WHAT THE TASK ASKS:
Within the listing below, locate all lines containing the word "insert". Copy each one.

:: RECORDS PROVIDED ::

impl StoreOperation {
    /// Fixed text sent to the client; the underlying cause is only logged
    pub fn failure_message(&self) -> &'static str {
        match self {
            StoreOperation::List => "Failed to fetch from json-server",
            StoreOperation::Fetch => "Failed to fetch item",
            StoreOperation::Create => "Failed to create item",
            StoreOperation::CheckExists => "Failed to check item existence",
            StoreOperation::Update => "Failed to update item",
            StoreOperation::Delete => "Failed to delete item",
        }
    }

    /// Whether a store error status is passed back to the client as is
    ///
    /// Only list and create answer with the store's status; every other
    /// operation reports a failed store call as a plain 500.
    pub fn carries_store_status(&self) -> bool {
        matches!(self, StoreOperation::List | StoreOperation::Create)
    }

    pub fn as_str(&self) -> &'static str {
        match self {
            StoreOperation::List => "list",
            StoreOperation::Fetch => "fetch",
            StoreOperation::Create => "create",
            StoreOperation::CheckExists => "check_exists",
            StoreOperation::Update => "update",
            StoreOperation::Delete => "delete",
        }
    }
}

impl fmt::Display for StoreOperation {
    fn fmt(&self, f: &mut fmt::Formatter<'_>) -> fmt::Result {
        f.write_str(self.as_str())
    }
}

// =============================================================================
// ProxyError
// =============================================================================

/// The closed set of failures a proxy route can report
#[derive(Debug, Error)]
pub enum ProxyError {
    /// Request body is not JSON
    #[error("malformed request body: {message}")]
    MalformedBody { message: String },

    /// One or more fields failed their constraints
    #[error("validation failed: {0}")]
    Validation(FieldErrors),

    #[error(transparent)]
    Identifier(#[from] IdentifierError),

    /// The record does not exist
    #[error("{entity} with id '{id}' not found")]
    NotFound { entity: &'static str, id: String },

    /// The record store failed or answered with an error status
    #[error("record store {operation} failed: {source}")]
    Store {
        operation: StoreOperation,
        #[source]
        source: StoreError,
    },

    /// The record store returned something that is not a valid record
    #[error("record store returned an invalid {entity}: {errors}")]
    ResponseShape {
        entity: &'static str,
        errors: FieldErrors,
    },

    /// Should not happen in normal operation
    #[error("internal error: {0}")]
    Internal(String),
}

/// JSON body of every error response
#[derive(Debug, Clone, Serialize, Deserialize)]
pub struct ErrorResponse {
    pub error: String,
    #[serde(skip_serializing_if = "Option::is_none")]
    pub message: Option<String>,
    #[serde(skip_serializing_if = "Option::is_none")]
    pub details: Option<serde_json::Value>,
}

impl ProxyError {
    /// Wrap a store failure, turning a store "not found" into [`ProxyError::NotFound`]
    pub fn from_store(
        operation: StoreOperation,
        entity: &'static str,
        id: impl fmt::Display,
        source: StoreError,
    ) -> Self {
        match source {
            StoreError::NotFound => ProxyError::NotFound {
                entity,
                id: id.to_string(),
            },
            source => ProxyError::Store { operation, source },
        }
    }

    pub fn status_code(&self) -> StatusCode {
        match self {
            ProxyError::MalformedBody { .. } => StatusCode::BAD_REQUEST,
            ProxyError::Validation(_) => StatusCode::BAD_REQUEST,
            ProxyError::Identifier(_) => StatusCode::BAD_REQUEST,
            ProxyError::NotFound { .. } => StatusCode::NOT_FOUND,
            ProxyError::Store { operation, source } => match source {
                StoreError::NotFound => StatusCode::NOT_FOUND,
                StoreError::Status(status)
                    if operation.carries_store_status() && status.as_u16() >= 400 =>
                {
                    *status
                }
                _ => StatusCode::INTERNAL_SERVER_ERROR,
            },
            ProxyError::ResponseShape { .. } => StatusCode::INTERNAL_SERVER_ERROR,
            ProxyError::Internal(_) => StatusCode::INTERNAL_SERVER_ERROR,
        }
    }

    pub fn error_code(&self) -> &'static str {
        match self {
            ProxyError::MalformedBody { .. } => "MALFORMED_BODY",
            ProxyError::Validation(_) => "VALIDATION_FAILED",
            ProxyError::Identifier(IdentifierError::Invalid { .. }) => "INVALID_ID",
            ProxyError::Identifier(IdentifierError::Mismatch { .. }) => "ID_MISMATCH",
            ProxyError::NotFound { .. } => "NOT_FOUND",
            ProxyError::Store { source, .. } => source.error_code(),
            ProxyError::ResponseShape { .. } => "INVALID_STORE_RESPONSE",
            ProxyError::Internal(_) => "INTERNAL_ERROR",
        }
    }

    /// Public body for this error; store causes never leave the process
    pub fn to_response(&self) -> ErrorResponse {
        match self {
            ProxyError::MalformedBody { message } => ErrorResponse {
                error: "Invalid JSON format".to_string(),
                message: Some(message.clone()),
                details: None,
            },
            ProxyError::Validation(errors) => ErrorResponse {
                error: "Validation failed".to_string(),
                message: Some(
                    "Invalid input data, see details for per-field validation errors".to_string(),
                ),
                details: serde_json::to_value(errors).ok(),
            },
            ProxyError::Identifier(IdentifierError::Invalid { reason, .. }) => ErrorResponse {
                error: "Invalid ID".to_string(),
                message: Some(reason.clone()),
                details: None,
            },
            ProxyError::Identifier(IdentifierError::Mismatch { body, path }) => ErrorResponse {
                error: "ID mismatch".to_string(),
                message: Some(format!(
                    "Body id '{}' does not match path id '{}'",
                    body, path
                )),
                details: None,
            },
            ProxyError::NotFound { entity, id } => ErrorResponse {
                error: "Not found".to_string(),
                message: Some(format!("{} with ID {} not found", entity, id)),
                details: None,
            },
            ProxyError::Store { operation, .. } => ErrorResponse {
                error: operation.failure_message().to_string(),
                message: None,
                details: None,
            },
            ProxyError::ResponseShape { entity, .. } => ErrorResponse {
                error: "Invalid item data".to_string(),
                message: Some(format!("Record store returned an invalid {}", entity)),
                details: None,
            },
            ProxyError::Internal(_) => ErrorResponse {
                error: "Internal server error".to_string(),
                message: None,
                details: None,
            },
        }
    }
}

impl From<FieldErrors> for ProxyError {
    fn from(errors: FieldErrors) -> Self {
        ProxyError::Validation(errors)
    }
}

impl IntoResponse for ProxyError {
    fn into_response(self) -> Response {
        let status = self.status_code();
        match &self {
            ProxyError::Store { .. }
            | ProxyError::ResponseShape { .. }
            | ProxyError::Internal(_) => {
                tracing::error!(code = self.error_code(), status = %status, "{}", self);
            }
            ProxyError::NotFound { .. } => {
                tracing::debug!(code = self.error_code(), "{}", self);
            }
            _ => {
                tracing::debug!(code = self.error_code(), "rejected request: {}", self);
            }
        }
        (status, Json(self.to_response())).into_response()
    }
}

#[cfg(test)]
mod tests {
    use super::*;
    use serde_json::json;

    fn validation_error() -> ProxyError {
        let mut errors = FieldErrors::new();
        errors.insert("name", "Name is required");
        errors.insert("price", "Price must be greater than 0");
        ProxyError::Validation(errors)
    }

    #[test]
    fn test_field_errors_keep_first_message() {
        let mut errors = FieldErrors::new();
        errors.insert("price", "Price is required");
        errors.insert("price", "Price must be greater than 0");
        assert_eq!(errors.len(), 1);
        assert_eq!(errors.get("price"), Some("Price is required"));
    }

    #[test]
    fn test_field_errors_serialize_as_flat_map() {
        let errors = FieldErrors::single("name", "Name is required");
        assert_eq!(
            serde_json::to_value(&errors).unwrap(),
            json!({ "name": "Name is required" })
        );
    }

    #[test]
    fn test_validation_response_lists_every_field() {
        let err = validation_error();
        assert_eq!(err.status_code(), StatusCode::BAD_REQUEST);

        let body = err.to_response();
        assert_eq!(body.error, "Validation failed");
        assert!(body.message.unwrap().to_lowercase().contains("validation"));
        let details = body.details.unwrap();
        assert_eq!(details["name"], "Name is required");
        assert_eq!(details["price"], "Price must be greater than 0");
    }

    #[test]
    fn test_store_status_is_carried_through() {
        let err = ProxyError::Store {
            operation: StoreOperation::Create,
            source: StoreError::Status(StatusCode::SERVICE_UNAVAILABLE),
        };
        assert_eq!(err.status_code(), StatusCode::SERVICE_UNAVAILABLE);
        let body = serde_json::to_value(err.to_response()).unwrap();
        assert_eq!(body, json!({ "error": "Failed to create item" }));
    }

    #[test]
    fn test_store_status_is_not_carried_on_fetch_update_delete() {
        for operation in [
            StoreOperation::Fetch,
            StoreOperation::CheckExists,
            StoreOperation::Update,
            StoreOperation::Delete,
        ] {
            let err = ProxyError::Store {
                operation,
                source: StoreError::Status(StatusCode::UNAUTHORIZED),
            };
            assert_eq!(err.status_code(), StatusCode::INTERNAL_SERVER_ERROR);
        }

        let err = ProxyError::Store {
            operation: StoreOperation::List,
            source: StoreError::Status(StatusCode::UNAUTHORIZED),
        };
        assert_eq!(err.status_code(), StatusCode::UNAUTHORIZED);
    }

    #[test]
    fn test_store_transport_failure_is_500() {
        let err = ProxyError::Store {
            operation: StoreOperation::List,
            source: StoreError::Transport("connection refused".to_string()),
        };
        assert_eq!(err.status_code(), StatusCode::INTERNAL_SERVER_ERROR);
        let body = err.to_response();
        assert_eq!(body.error, "Failed to fetch from json-server");
        assert!(body.message.is_none());
    }

    #[test]
    fn test_store_not_found_becomes_not_found() {
        let err = ProxyError::from_store(StoreOperation::Delete, "Menu item", 7, StoreError::NotFound);
        assert!(matches!(err, ProxyError::NotFound { ref id, .. } if id == "7"));
        assert_eq!(err.status_code(), StatusCode::NOT_FOUND);
        assert_eq!(
            err.to_response().message.as_deref(),
            Some("Menu item with ID 7 not found")
        );
    }

    #[test]
    fn test_identifier_errors() {
        let invalid: ProxyError = IdentifierError::Invalid {
            value: "abc".to_string(),
            reason: "Item ID must be a positive integer".to_string(),
        }
        .into();
        assert_eq!(invalid.status_code(), StatusCode::BAD_REQUEST);
        assert_eq!(invalid.error_code(), "INVALID_ID");
        assert_eq!(invalid.to_response().error, "Invalid ID");

        let mismatch: ProxyError = IdentifierError::Mismatch {
            body: "2".to_string(),
            path: "1".to_string(),
        }
        .into();
        assert_eq!(mismatch.error_code(), "ID_MISMATCH");
        assert_eq!(mismatch.to_response().error, "ID mismatch");
    }

    #[test]
    fn test_response_shape_hides_field_errors() {
        let err = ProxyError::ResponseShape {
            entity: "Food item",
            errors: FieldErrors::single("category", "bad"),
        };
        assert_eq!(err.status_code(), StatusCode::INTERNAL_SERVER_ERROR);
        assert!(err.to_response().details.is_none());
    }
}
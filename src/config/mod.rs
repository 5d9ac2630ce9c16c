//! Configuration loading and management
//!
//! Values come from, in increasing priority:
//! 1. built-in defaults
//! 2. an optional YAML file named by `MENU_CONFIG`
//! 3. environment variables (`JSON_SERVER_ORIGIN`, `MENU_*`)

use serde::{Deserialize, Serialize};
use std::fmt;
use std::path::Path;
use std::str::FromStr;
use thiserror::Error;

pub const DEFAULT_STORE_ORIGIN: &str = "http://localhost:3001";
pub const DEFAULT_BIND_ADDR: &str = "127.0.0.1:3000";
pub const DEFAULT_MOUNT_PATH: &str = "/items";

/// Environment variable naming the YAML config file
pub const CONFIG_PATH_ENV: &str = "MENU_CONFIG";

/// Errors raised while loading or checking configuration
#[derive(Debug, Error)]
pub enum ConfigError {
    #[error("failed to read config file: {0}")]
    Io(#[from] std::io::Error),

    #[error("failed to parse config: {0}")]
    Parse(#[from] serde_yaml::Error),

    #[error("invalid value for '{key}': {reason}")]
    InvalidValue { key: String, reason: String },
}

/// Which record shape a deployment serves
#[derive(Debug, Clone, Copy, Default, PartialEq, Eq, Serialize, Deserialize)]
#[serde(rename_all = "lowercase")]
pub enum ItemVariant {
    /// [`MenuItem`](crate::entities::MenuItem)
    #[default]
    Menu,
    /// [`FoodItem`](crate::entities::FoodItem)
    Food,
}

impl fmt::Display for ItemVariant {
    fn fmt(&self, f: &mut fmt::Formatter<'_>) -> fmt::Result {
        match self {
            ItemVariant::Menu => f.write_str("menu"),
            ItemVariant::Food => f.write_str("food"),
        }
    }
}

impl FromStr for ItemVariant {
    type Err = ConfigError;

    fn from_str(s: &str) -> Result<Self, Self::Err> {
        match s.trim().to_ascii_lowercase().as_str() {
            "menu" => Ok(ItemVariant::Menu),
            "food" => Ok(ItemVariant::Food),
            other => Err(ConfigError::InvalidValue {
                key: "variant".to_string(),
                reason: format!("expected 'menu' or 'food', got '{}'", other),
            }),
        }
    }
}

/// Proxy configuration
#[derive(Debug, Clone, PartialEq, Serialize, Deserialize)]
#[serde(default)]
pub struct ProxyConfig {
    /// Base URL of the record store
    pub store_origin: String,

    /// Collection name; the entity's own name when unset
    #[serde(skip_serializing_if = "Option::is_none")]
    pub store_resource: Option<String>,

    pub bind_addr: String,

    /// Where the item routes are mounted
    pub mount_path: String,

    pub variant: ItemVariant,

    /// Allow cross-origin requests from any origin
    pub cors_allow_any: bool,
}

impl Default for ProxyConfig {
    fn default() -> Self {
        Self {
            store_origin: DEFAULT_STORE_ORIGIN.to_string(),
            store_resource: None,
            bind_addr: DEFAULT_BIND_ADDR.to_string(),
            mount_path: DEFAULT_MOUNT_PATH.to_string(),
            variant: ItemVariant::default(),
            cors_allow_any: false,
        }
    }
}

impl ProxyConfig {
    /// Load configuration from a YAML string
    pub fn from_yaml_str(yaml: &str) -> Result<Self, ConfigError> {
        Ok(serde_yaml::from_str(yaml)?)
    }

    /// Load configuration from a YAML file
    pub fn from_yaml_file(path: impl AsRef<Path>) -> Result<Self, ConfigError> {
        let content = std::fs::read_to_string(path)?;
        Self::from_yaml_str(&content)
    }

    /// Defaults overridden by the process environment
    pub fn from_env() -> Result<Self, ConfigError> {
        let mut config = Self::default();
        config.apply_overrides_from(|key| std::env::var(key).ok())?;
        Ok(config)
    }

    /// YAML file from `MENU_CONFIG` if set, then environment overrides
    pub fn load() -> Result<Self, ConfigError> {
        let mut config = match std::env::var(CONFIG_PATH_ENV) {
            Ok(path) => Self::from_yaml_file(path)?,
            Err(_) => Self::default(),
        };
        config.apply_overrides_from(|key| std::env::var(key).ok())?;
        config.validate()?;
        Ok(config)
    }

    /// Apply overrides from any key lookup (the environment in production)
    pub fn apply_overrides_from<F>(&mut self, lookup: F) -> Result<(), ConfigError>
    where
        F: Fn(&str) -> Option<String>,
    {
        if let Some(origin) = lookup("JSON_SERVER_ORIGIN") {
            self.store_origin = origin;
        }
        if let Some(resource) = lookup("MENU_STORE_RESOURCE") {
            self.store_resource = Some(resource);
        }
        if let Some(addr) = lookup("MENU_BIND_ADDR") {
            self.bind_addr = addr;
        }
        if let Some(path) = lookup("MENU_MOUNT_PATH") {
            self.mount_path = path;
        }
        if let Some(variant) = lookup("MENU_VARIANT") {
            self.variant = variant.parse()?;
        }
        if let Some(cors) = lookup("MENU_CORS_ALLOW_ANY") {
            self.cors_allow_any = matches!(cors.trim(), "1" | "true" | "yes");
        }
        Ok(())
    }

    /// Check values that would only fail later at request time
    pub fn validate(&self) -> Result<(), ConfigError> {
        match reqwest::Url::parse(&self.store_origin) {
            Ok(url) if matches!(url.scheme(), "http" | "https") => {}
            _ => {
                return Err(ConfigError::InvalidValue {
                    key: "store_origin".to_string(),
                    reason: format!("'{}' is not an http(s) URL", self.store_origin),
                });
            }
        }

        if !self.mount_path.starts_with('/') {
            return Err(ConfigError::InvalidValue {
                key: "mount_path".to_string(),
                reason: format!("'{}' must start with '/'", self.mount_path),
            });
        }

        if matches!(self.store_resource.as_deref(), Some(r) if r.trim().is_empty()) {
            return Err(ConfigError::InvalidValue {
                key: "store_resource".to_string(),
                reason: "must not be empty".to_string(),
            });
        }
        Ok(())
    }
}
//! Validation and filtering system
//!
//! Each entity declares an [`EntityValidationConfig`]: a table of fields with
//! filters (trim, coercions, defaults) and validators. The extractors in
//! [`extractor`] run that table on request bodies before handlers see them.

pub mod config;
pub mod extractor;
pub mod filters;
pub mod validators;

pub use config::EntityValidationConfig;
pub use extractor::{ValidatedCreate, ValidatedUpdate};
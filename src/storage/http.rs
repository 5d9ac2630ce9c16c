//! Record store backed by a json-server style REST resource

use crate::config::{ConfigError, ProxyConfig};
use crate::core::entity::MenuEntity;
use crate::core::store::{RecordStore, StoreError, StoreResult};
use async_trait::async_trait;
use reqwest::header::{CACHE_CONTROL, HeaderValue};
use reqwest::{Client, StatusCode, Url};
use serde_json::Value;

/// HTTP client for one collection, e.g. `http://localhost:3001/menuItems`
///
/// The `reqwest::Client` is shared and pools its own connections. No
/// timeout is set beyond the client's defaults.
#[derive(Clone)]
pub struct HttpRecordStore {
    client: Client,
    collection: Url,
}

impl HttpRecordStore {
    /// Point at `resource` under `origin`
    pub fn new(origin: &str, resource: &str) -> Result<Self, ConfigError> {
        Self::with_client(Client::new(), origin, resource)
    }

    /// Same as [`new`](Self::new) with a caller-supplied client
    pub fn with_client(client: Client, origin: &str, resource: &str) -> Result<Self, ConfigError> {
        let invalid = |reason: String| ConfigError::InvalidValue {
            key: "store_origin".to_string(),
            reason,
        };

        let mut collection = Url::parse(origin).map_err(|e| invalid(e.to_string()))?;
        if collection.cannot_be_a_base() {
            return Err(invalid(format!("'{}' cannot be used as a base URL", origin)));
        }
        collection
            .path_segments_mut()
            .map_err(|_| invalid(format!("'{}' cannot be used as a base URL", origin)))?
            .pop_if_empty()
            .push(resource);

        Ok(Self { client, collection })
    }

    /// Store for `E`, honouring a configured collection name
    pub fn from_config<E: MenuEntity>(config: &ProxyConfig) -> Result<Self, ConfigError> {
        let resource = config
            .store_resource
            .as_deref()
            .unwrap_or(E::store_resource());
        Self::new(&config.store_origin, resource)
    }

    pub fn collection_url(&self) -> &Url {
        &self.collection
    }

    fn record_url(&self, id: &str) -> Url {
        let mut url = self.collection.clone();
        if let Ok(mut segments) = url.path_segments_mut() {
            segments.push(id);
        }
        url
    }

    async fn send(request: reqwest::RequestBuilder) -> StoreResult<reqwest::Response> {
        let response = request.send().await.map_err(|e| {
            tracing::warn!(error = %e, "record store request failed");
            StoreError::Transport(e.to_string())
        })?;

        let status = response.status();
        if status.is_success() {
            return Ok(response);
        }
        tracing::warn!(status = %status, url = %response.url(), "record store returned an error status");
        match status {
            StatusCode::NOT_FOUND => Err(StoreError::NotFound),
            other => Err(StoreError::Status(other)),
        }
    }

    async fn json(response: reqwest::Response) -> StoreResult<Value> {
        response
            .json::<Value>()
            .await
            .map_err(|e| StoreError::Decode(e.to_string()))
    }
}

#[async_trait]
impl RecordStore for HttpRecordStore {
    async fn list(&self, query: &[(String, String)]) -> StoreResult<Value> {
        let request = self
            .client
            .get(self.collection.clone())
            .query(query)
            .header(CACHE_CONTROL, HeaderValue::from_static("no-cache"));
        Self::json(Self::send(request).await?).await
    }

    async fn get(&self, id: &str) -> StoreResult<Value> {
        let request = self.client.get(self.record_url(id));
        Self::json(Self::send(request).await?).await
    }

    async fn create(&self, record: Value) -> StoreResult<Value> {
        let request = self.client.post(self.collection.clone()).json(&record);
        Self::json(Self::send(request).await?).await
    }

    async fn update(&self, id: &str, record: Value) -> StoreResult<Value> {
        let request = self.client.put(self.record_url(id)).json(&record);
        Self::json(Self::send(request).await?).await
    }

    async fn delete(&self, id: &str) -> StoreResult<()> {
        Self::send(self.client.delete(self.record_url(id))).await?;
        Ok(())
    }
}

#[cfg(test)]
mod tests {
    use super::*;
    use crate::entities::{FoodItem, MenuItem};

    #[test]
    fn test_collection_url_joins_resource() {
        let store = HttpRecordStore::new("http://localhost:3001", "menuItems").unwrap();
        assert_eq!(store.collection_url().as_str(), "http://localhost:3001/menuItems");

        let store = HttpRecordStore::new("http://store.local/api/", "menuItems").unwrap();
        assert_eq!(store.collection_url().as_str(), "http://store.local/api/menuItems");
    }

    #[test]
    fn test_record_url_escapes_id() {
        let store = HttpRecordStore::new("http://localhost:3001", "foodItems").unwrap();
        assert_eq!(
            store.record_url("a b").as_str(),
            "http://localhost:3001/foodItems/a%20b"
        );
    }

    #[test]
    fn test_invalid_origin() {
        assert!(HttpRecordStore::new("not a url", "menuItems").is_err());
        assert!(HttpRecordStore::new("mailto:chef@example.com", "menuItems").is_err());
    }

    #[test]
    fn test_from_config_uses_entity_resource() {
        let config = ProxyConfig::default();
        let store = HttpRecordStore::from_config::<FoodItem>(&config).unwrap();
        assert!(store.collection_url().as_str().ends_with("/foodItems"));

        let config = ProxyConfig {
            store_resource: Some("dishes".to_string()),
            ..ProxyConfig::default()
        };
        let store = HttpRecordStore::from_config::<MenuItem>(&config).unwrap();
        assert!(store.collection_url().as_str().ends_with("/dishes"));
    }
}
//! # menu-proxy
//!
//! A validating REST proxy between a restaurant menu front end and a
//! json-server style record store.
//!
//! ## Features
//!
//! - **Declarative validation**: per-entity field tables with filters and
//!   validators, reporting every invalid field at once
//! - **Form / domain shapes**: pure transforms between what a client edits
//!   and the typed record
//! - **Two variants**: the simple [`MenuItem`](entities::MenuItem) and the
//!   richer [`FoodItem`](entities::FoodItem)
//! - **Normalised failures**: store errors become a small set of JSON error
//!   bodies and are never leaked verbatim
//! - **Response checks**: records coming back from the store are validated
//!   again before reaching a client
//!
//! ## Quick Start
//!
//! ```rust,ignore
//! use menu_proxy::prelude::*;
//!
//! let app = ServerBuilder::<MenuItem>::new()
//!     .with_config(ProxyConfig::load()?)
//!     .build()?;
//! ```

pub mod config;
pub mod core;
pub mod entities;
pub mod logging;
pub mod server;
pub mod storage;

/// Re-exports of commonly used types and traits
pub mod prelude {
    // === Core ===
    pub use crate::core::{
        ErrorResponse, FieldErrors, IdentifierError, MenuEntity, Operation, ProxyError,
        ProxyResult, RecordStore, StoreError, StoreOperation, StoreResult,
    };
    pub use crate::core::validation::{EntityValidationConfig, ValidatedCreate, ValidatedUpdate};

    // === Entities ===
    pub use crate::entities::{Category, FoodItem, FoodItemForm, MenuItem, MenuItemForm};

    // === Storage ===
    pub use crate::storage::{HttpRecordStore, IdKind, InMemoryRecordStore};

    // === Config ===
    pub use crate::config::{ConfigError, ItemVariant, ProxyConfig};

    // === Server ===
    pub use crate::server::{DeleteResponse, ProxyState, ServerBuilder};

    // === External dependencies ===
    pub use async_trait::async_trait;
    pub use serde::{Deserialize, Serialize};
}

:::

EXERCISE OUTPUT:
        errors.insert("name", "Name is required");
        errors.insert("price", "Price must be greater than 0");
        errors.insert("price", "Price is required");
        errors.insert("price", "Price must be greater than 0");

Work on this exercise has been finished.